▸ **YOUR INSTRUCTIONS**: Exactly how many lines in the entries contain "treads"? Give that number alone.

[Start of Attachment]

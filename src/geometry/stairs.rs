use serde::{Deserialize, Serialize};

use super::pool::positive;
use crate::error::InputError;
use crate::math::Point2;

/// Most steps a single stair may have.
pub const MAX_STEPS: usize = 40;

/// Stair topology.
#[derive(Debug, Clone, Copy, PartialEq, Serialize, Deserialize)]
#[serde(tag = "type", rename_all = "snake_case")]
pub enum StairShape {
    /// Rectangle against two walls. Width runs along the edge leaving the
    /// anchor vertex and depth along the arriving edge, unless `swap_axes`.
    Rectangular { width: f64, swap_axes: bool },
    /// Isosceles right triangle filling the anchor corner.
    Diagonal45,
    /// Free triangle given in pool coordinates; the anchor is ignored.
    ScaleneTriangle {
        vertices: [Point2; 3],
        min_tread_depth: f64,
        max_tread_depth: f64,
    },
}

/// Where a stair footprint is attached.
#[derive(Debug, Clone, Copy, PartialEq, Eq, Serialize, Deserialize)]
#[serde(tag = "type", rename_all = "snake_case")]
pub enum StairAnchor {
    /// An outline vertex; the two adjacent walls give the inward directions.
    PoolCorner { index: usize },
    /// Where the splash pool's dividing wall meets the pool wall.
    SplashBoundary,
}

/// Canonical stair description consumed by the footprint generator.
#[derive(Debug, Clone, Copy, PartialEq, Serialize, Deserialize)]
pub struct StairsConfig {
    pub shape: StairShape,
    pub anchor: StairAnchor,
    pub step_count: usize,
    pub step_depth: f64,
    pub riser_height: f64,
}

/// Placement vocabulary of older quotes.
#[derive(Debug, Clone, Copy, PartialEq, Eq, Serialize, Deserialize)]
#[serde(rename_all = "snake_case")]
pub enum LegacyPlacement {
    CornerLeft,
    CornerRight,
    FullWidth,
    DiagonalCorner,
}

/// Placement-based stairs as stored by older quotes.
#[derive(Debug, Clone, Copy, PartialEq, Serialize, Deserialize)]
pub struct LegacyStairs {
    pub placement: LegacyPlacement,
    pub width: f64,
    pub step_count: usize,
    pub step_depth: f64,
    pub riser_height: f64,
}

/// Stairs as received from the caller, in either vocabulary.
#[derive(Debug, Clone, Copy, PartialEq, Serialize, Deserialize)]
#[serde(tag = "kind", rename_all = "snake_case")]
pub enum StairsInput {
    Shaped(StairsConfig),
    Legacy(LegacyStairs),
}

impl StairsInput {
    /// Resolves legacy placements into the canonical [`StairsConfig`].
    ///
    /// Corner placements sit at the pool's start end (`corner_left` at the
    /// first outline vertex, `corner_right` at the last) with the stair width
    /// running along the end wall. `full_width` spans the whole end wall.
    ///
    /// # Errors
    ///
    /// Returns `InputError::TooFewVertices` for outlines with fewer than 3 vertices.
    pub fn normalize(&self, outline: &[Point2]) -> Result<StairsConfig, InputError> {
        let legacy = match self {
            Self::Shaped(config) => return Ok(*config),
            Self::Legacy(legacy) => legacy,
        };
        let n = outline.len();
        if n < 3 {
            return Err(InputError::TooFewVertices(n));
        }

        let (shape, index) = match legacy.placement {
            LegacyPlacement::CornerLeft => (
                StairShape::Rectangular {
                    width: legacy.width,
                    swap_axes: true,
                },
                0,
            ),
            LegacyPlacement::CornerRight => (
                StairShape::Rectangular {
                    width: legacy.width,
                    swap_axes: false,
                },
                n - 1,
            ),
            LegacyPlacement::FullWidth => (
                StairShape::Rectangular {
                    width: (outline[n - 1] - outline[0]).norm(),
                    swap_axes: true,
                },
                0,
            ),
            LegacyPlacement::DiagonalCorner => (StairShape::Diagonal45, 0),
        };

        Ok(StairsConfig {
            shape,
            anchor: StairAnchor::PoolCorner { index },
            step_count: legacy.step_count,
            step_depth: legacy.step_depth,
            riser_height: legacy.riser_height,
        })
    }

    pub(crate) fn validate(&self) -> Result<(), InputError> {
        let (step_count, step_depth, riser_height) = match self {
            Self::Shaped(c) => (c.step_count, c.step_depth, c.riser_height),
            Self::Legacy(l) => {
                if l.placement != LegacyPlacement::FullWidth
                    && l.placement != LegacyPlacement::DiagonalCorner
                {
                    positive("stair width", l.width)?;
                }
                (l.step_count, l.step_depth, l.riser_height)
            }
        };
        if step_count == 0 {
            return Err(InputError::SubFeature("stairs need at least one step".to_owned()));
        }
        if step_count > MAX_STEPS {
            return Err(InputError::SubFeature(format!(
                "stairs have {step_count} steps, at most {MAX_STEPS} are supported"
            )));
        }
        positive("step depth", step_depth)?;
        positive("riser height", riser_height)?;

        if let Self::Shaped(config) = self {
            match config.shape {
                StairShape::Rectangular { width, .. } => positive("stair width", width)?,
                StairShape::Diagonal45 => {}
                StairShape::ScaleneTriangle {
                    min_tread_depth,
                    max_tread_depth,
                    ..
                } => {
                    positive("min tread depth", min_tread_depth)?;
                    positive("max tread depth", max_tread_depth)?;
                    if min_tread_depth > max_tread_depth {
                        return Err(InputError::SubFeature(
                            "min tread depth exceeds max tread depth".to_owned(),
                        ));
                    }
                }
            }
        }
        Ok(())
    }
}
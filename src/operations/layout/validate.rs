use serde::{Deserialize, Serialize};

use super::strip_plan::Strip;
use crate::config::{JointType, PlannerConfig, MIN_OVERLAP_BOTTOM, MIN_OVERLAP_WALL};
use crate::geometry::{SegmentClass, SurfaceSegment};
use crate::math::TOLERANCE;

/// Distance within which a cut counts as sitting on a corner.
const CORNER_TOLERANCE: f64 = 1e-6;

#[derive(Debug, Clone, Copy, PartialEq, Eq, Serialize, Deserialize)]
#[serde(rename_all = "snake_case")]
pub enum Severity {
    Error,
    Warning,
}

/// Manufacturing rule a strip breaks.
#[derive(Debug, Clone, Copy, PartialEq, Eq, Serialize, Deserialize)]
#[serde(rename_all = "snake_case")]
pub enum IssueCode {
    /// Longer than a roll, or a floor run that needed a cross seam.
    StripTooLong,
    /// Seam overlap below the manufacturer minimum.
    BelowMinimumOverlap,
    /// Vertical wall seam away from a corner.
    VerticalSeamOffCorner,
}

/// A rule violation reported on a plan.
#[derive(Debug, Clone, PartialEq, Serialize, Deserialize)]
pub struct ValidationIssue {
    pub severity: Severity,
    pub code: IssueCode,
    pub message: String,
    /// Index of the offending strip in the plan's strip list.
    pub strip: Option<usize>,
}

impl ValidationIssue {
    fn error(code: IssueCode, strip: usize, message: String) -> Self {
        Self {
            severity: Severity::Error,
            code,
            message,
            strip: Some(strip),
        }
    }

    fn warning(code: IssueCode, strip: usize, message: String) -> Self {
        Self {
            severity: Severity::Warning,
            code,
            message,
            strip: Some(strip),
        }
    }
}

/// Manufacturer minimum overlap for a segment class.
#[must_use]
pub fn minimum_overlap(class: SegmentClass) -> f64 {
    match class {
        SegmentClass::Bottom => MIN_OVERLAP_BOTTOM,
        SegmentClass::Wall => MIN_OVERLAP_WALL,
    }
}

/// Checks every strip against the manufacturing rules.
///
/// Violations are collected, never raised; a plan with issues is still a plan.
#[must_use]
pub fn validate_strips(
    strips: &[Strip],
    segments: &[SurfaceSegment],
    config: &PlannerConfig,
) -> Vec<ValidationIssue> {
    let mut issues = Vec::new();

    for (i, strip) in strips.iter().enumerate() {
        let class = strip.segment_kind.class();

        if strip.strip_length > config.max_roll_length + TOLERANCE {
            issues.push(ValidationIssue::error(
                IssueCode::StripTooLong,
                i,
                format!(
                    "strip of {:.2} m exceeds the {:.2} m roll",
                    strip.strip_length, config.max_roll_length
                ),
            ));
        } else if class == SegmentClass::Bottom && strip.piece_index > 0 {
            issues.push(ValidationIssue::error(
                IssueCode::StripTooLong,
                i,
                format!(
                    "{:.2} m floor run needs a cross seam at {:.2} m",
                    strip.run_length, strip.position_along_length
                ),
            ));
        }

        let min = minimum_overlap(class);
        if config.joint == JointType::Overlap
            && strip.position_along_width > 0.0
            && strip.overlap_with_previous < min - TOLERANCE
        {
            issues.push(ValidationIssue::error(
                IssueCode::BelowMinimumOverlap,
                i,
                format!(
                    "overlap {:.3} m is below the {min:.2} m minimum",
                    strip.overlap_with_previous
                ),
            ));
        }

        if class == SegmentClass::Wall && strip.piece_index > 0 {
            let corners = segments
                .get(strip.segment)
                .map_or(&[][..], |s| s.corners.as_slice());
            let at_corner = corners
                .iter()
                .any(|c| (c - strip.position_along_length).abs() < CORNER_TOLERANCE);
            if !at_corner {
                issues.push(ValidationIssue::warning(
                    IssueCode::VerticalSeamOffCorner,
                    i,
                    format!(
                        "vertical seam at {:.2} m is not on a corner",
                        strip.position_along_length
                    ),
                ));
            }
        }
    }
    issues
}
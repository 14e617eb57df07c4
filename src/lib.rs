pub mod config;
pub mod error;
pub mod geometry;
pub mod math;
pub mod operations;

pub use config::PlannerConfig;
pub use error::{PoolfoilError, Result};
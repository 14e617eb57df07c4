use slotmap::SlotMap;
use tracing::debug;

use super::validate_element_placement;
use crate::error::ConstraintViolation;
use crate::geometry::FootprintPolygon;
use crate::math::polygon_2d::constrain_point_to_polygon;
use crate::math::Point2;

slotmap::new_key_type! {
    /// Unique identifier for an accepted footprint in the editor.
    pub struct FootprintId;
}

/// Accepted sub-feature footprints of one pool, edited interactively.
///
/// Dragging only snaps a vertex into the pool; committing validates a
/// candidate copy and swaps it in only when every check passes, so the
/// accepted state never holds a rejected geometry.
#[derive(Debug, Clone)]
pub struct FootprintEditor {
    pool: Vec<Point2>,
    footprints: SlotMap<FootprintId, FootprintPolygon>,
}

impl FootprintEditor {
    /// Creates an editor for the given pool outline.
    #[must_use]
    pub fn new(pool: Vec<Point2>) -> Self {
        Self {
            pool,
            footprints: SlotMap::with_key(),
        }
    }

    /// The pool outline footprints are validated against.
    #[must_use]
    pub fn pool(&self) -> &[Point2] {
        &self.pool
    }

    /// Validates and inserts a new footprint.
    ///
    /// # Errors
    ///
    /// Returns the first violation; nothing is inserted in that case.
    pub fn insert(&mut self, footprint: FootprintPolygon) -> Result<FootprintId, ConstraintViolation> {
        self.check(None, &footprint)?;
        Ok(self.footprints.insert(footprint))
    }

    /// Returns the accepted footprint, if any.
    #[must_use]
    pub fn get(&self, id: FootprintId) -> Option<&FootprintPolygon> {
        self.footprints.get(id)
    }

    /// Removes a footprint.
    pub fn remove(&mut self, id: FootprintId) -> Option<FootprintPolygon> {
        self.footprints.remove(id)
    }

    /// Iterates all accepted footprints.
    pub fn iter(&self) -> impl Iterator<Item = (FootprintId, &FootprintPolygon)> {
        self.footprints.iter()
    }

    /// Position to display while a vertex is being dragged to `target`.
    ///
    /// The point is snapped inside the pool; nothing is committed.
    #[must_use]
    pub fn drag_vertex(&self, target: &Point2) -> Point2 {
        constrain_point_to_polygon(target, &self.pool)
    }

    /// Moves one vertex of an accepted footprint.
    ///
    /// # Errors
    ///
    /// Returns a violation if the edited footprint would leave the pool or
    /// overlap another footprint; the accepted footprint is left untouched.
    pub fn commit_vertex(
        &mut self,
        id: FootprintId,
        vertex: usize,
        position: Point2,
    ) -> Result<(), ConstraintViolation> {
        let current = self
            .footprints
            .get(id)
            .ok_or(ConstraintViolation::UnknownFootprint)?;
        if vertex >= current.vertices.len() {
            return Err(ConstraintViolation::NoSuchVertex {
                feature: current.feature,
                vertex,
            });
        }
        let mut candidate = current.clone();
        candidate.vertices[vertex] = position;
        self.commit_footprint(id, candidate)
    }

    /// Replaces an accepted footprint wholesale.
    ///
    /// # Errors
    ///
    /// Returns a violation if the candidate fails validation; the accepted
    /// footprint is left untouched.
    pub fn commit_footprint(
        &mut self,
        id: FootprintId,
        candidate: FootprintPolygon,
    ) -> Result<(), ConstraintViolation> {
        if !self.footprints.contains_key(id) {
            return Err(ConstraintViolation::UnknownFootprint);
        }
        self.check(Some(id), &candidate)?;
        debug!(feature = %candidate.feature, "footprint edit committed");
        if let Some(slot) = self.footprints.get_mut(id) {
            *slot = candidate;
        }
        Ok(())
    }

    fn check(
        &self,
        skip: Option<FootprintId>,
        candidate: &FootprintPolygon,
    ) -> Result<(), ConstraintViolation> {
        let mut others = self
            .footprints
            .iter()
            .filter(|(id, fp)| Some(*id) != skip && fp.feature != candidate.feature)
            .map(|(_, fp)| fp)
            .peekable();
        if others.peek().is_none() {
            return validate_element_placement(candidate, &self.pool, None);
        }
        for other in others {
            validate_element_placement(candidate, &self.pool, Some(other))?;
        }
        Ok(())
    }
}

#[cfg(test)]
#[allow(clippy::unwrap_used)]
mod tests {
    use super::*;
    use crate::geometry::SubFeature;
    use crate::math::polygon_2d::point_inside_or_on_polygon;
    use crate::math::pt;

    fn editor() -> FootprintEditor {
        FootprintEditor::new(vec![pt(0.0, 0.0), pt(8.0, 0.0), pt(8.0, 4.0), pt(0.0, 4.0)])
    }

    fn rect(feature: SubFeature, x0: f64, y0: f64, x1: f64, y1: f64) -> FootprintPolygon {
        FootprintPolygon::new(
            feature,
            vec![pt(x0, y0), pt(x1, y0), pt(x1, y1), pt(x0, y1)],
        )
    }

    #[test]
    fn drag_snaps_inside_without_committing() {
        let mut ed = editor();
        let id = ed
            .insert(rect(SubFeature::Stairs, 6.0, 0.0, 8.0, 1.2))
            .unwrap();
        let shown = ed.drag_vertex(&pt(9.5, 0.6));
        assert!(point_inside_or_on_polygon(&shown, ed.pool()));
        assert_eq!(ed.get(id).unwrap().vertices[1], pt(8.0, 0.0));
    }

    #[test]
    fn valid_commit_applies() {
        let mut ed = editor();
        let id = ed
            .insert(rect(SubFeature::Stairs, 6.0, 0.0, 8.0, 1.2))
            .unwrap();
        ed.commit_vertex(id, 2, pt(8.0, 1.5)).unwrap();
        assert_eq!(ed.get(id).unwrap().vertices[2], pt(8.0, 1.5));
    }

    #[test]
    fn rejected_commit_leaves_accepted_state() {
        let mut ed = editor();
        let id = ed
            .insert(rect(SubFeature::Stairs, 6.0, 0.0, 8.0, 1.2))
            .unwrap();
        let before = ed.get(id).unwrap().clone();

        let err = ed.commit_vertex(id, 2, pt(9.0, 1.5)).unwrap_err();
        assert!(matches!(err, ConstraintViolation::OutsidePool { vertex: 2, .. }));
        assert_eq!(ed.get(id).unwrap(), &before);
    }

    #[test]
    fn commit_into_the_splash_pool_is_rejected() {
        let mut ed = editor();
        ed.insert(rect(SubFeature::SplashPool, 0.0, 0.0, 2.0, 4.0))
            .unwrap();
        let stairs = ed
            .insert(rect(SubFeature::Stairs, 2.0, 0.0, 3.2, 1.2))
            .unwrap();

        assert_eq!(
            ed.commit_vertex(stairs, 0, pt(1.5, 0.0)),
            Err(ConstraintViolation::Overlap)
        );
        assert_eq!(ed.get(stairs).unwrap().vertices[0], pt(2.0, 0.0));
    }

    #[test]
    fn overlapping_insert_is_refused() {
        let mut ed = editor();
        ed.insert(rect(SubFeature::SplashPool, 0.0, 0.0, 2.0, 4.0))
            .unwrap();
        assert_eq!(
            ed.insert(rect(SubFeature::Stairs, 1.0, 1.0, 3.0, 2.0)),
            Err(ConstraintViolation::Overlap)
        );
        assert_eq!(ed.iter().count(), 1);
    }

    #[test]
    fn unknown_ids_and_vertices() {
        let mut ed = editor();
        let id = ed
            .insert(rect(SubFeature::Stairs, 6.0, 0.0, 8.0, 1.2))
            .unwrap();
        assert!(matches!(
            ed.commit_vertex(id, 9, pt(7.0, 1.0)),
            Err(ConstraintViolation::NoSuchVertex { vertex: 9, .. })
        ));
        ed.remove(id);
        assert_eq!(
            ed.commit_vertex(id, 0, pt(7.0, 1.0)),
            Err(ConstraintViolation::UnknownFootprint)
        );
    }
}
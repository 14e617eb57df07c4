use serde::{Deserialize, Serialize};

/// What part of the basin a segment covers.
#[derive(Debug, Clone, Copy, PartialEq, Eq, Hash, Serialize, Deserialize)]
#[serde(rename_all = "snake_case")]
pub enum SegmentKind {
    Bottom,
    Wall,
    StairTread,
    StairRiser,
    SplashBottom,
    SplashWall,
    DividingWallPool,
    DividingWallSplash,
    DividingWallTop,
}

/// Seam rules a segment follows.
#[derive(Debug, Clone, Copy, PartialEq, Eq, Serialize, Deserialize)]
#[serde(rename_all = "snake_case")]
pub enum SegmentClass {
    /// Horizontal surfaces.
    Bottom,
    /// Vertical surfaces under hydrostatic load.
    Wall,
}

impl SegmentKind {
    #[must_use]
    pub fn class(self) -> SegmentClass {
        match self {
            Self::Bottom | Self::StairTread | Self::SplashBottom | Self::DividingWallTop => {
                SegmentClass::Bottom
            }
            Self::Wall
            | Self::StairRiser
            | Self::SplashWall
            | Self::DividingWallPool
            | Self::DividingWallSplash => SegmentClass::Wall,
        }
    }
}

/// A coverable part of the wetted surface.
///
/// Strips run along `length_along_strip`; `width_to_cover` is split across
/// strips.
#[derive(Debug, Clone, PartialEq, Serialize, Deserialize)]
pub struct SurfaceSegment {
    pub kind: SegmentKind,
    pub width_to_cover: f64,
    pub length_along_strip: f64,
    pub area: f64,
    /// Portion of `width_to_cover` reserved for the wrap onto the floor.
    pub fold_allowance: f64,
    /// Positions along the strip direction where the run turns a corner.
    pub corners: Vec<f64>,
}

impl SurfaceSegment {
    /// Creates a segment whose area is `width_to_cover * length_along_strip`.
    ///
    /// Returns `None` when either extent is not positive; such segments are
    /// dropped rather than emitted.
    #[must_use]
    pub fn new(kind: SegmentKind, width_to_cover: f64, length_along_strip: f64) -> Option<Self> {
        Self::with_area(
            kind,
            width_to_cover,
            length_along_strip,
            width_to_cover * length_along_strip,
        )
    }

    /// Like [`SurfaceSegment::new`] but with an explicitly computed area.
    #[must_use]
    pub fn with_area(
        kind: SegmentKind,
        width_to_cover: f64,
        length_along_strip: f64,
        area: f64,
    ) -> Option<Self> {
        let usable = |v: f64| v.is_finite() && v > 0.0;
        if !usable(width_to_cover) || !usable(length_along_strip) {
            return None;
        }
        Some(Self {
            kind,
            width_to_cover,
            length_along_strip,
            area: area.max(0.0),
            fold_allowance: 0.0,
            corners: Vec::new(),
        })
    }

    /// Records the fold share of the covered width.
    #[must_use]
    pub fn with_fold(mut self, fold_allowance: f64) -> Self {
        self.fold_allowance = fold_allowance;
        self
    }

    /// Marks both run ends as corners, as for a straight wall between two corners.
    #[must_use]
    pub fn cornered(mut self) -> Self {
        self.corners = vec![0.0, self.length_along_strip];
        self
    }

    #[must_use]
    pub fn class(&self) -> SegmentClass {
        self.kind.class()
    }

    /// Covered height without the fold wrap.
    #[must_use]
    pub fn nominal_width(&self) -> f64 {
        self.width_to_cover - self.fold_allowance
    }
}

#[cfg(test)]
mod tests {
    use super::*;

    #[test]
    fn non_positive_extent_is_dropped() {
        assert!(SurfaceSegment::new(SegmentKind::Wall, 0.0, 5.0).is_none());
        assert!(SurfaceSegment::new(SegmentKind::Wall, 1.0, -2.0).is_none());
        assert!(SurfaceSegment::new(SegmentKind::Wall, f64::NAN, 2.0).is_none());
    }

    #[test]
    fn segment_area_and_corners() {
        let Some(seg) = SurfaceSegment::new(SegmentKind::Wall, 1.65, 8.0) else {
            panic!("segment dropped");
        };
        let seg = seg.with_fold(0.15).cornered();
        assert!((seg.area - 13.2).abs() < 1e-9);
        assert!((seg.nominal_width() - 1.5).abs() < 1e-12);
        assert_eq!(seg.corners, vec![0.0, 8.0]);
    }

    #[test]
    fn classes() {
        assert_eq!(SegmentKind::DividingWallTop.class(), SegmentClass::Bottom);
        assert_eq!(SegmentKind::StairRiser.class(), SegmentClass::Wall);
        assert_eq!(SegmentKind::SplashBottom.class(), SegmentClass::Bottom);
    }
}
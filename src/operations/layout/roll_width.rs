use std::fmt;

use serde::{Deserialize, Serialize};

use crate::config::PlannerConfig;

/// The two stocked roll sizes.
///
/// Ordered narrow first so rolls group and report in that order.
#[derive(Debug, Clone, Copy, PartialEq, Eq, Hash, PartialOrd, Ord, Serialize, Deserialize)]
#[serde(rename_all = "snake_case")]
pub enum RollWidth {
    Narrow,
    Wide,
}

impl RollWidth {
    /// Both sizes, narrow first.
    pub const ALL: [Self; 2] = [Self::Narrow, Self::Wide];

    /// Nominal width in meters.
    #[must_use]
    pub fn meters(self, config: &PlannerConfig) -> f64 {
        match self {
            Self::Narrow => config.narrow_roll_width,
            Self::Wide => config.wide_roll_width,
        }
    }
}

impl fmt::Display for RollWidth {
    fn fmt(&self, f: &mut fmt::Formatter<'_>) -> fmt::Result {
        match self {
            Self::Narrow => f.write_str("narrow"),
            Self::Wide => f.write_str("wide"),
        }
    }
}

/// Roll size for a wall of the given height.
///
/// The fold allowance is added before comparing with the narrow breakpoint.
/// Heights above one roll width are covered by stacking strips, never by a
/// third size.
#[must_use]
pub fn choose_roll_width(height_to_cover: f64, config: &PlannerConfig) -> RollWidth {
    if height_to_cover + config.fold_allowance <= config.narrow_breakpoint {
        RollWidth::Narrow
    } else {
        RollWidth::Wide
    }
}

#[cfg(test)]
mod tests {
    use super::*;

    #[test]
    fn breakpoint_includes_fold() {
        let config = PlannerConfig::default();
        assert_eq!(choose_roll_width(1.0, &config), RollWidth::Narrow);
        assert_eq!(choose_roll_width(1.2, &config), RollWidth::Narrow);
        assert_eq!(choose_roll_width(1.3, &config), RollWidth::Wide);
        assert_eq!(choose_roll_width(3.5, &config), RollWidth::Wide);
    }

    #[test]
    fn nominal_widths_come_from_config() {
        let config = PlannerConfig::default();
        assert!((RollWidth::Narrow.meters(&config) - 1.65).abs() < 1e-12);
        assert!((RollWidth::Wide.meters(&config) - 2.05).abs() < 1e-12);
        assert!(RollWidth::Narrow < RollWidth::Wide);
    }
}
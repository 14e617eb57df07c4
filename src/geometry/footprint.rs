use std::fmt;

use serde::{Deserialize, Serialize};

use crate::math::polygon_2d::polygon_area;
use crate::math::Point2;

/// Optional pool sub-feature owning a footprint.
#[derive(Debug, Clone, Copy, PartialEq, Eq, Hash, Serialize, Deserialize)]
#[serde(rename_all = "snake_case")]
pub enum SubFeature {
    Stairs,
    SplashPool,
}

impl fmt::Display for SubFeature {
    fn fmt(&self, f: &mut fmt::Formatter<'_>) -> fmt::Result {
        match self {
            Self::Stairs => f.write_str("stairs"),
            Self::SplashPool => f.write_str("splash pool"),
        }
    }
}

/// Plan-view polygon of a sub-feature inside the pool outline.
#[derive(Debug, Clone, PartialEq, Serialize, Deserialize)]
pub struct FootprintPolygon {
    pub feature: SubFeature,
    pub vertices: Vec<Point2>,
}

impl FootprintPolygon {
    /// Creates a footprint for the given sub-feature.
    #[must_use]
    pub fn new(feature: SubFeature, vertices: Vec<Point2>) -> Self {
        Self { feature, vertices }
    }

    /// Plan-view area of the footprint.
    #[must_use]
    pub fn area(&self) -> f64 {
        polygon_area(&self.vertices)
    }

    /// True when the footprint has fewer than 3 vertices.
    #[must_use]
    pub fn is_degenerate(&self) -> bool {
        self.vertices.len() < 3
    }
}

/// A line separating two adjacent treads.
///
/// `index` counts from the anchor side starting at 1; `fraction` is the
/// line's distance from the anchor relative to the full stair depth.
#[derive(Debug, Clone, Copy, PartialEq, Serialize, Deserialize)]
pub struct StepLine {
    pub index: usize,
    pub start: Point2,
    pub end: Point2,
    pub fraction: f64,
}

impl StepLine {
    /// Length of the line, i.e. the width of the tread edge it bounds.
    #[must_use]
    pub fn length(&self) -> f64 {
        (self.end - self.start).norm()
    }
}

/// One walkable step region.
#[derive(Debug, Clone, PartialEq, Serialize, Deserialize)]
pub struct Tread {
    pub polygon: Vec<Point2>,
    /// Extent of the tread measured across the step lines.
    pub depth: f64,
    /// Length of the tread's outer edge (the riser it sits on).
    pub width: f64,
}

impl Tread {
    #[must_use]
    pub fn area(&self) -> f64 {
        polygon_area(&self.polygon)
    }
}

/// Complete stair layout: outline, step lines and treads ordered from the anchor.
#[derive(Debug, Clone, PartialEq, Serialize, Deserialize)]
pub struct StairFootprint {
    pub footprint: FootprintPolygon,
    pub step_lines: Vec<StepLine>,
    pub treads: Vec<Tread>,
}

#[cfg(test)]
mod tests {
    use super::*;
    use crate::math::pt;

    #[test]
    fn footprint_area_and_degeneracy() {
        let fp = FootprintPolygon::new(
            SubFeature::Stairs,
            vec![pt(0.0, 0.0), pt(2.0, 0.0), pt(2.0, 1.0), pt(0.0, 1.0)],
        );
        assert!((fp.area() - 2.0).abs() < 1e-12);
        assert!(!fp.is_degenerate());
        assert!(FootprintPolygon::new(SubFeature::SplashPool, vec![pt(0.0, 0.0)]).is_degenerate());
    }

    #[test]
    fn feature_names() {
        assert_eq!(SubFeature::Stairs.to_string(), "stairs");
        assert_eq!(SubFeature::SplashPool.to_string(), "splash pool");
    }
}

[End of Attachment]

▸ **COMPLETED EXERCISE**: 3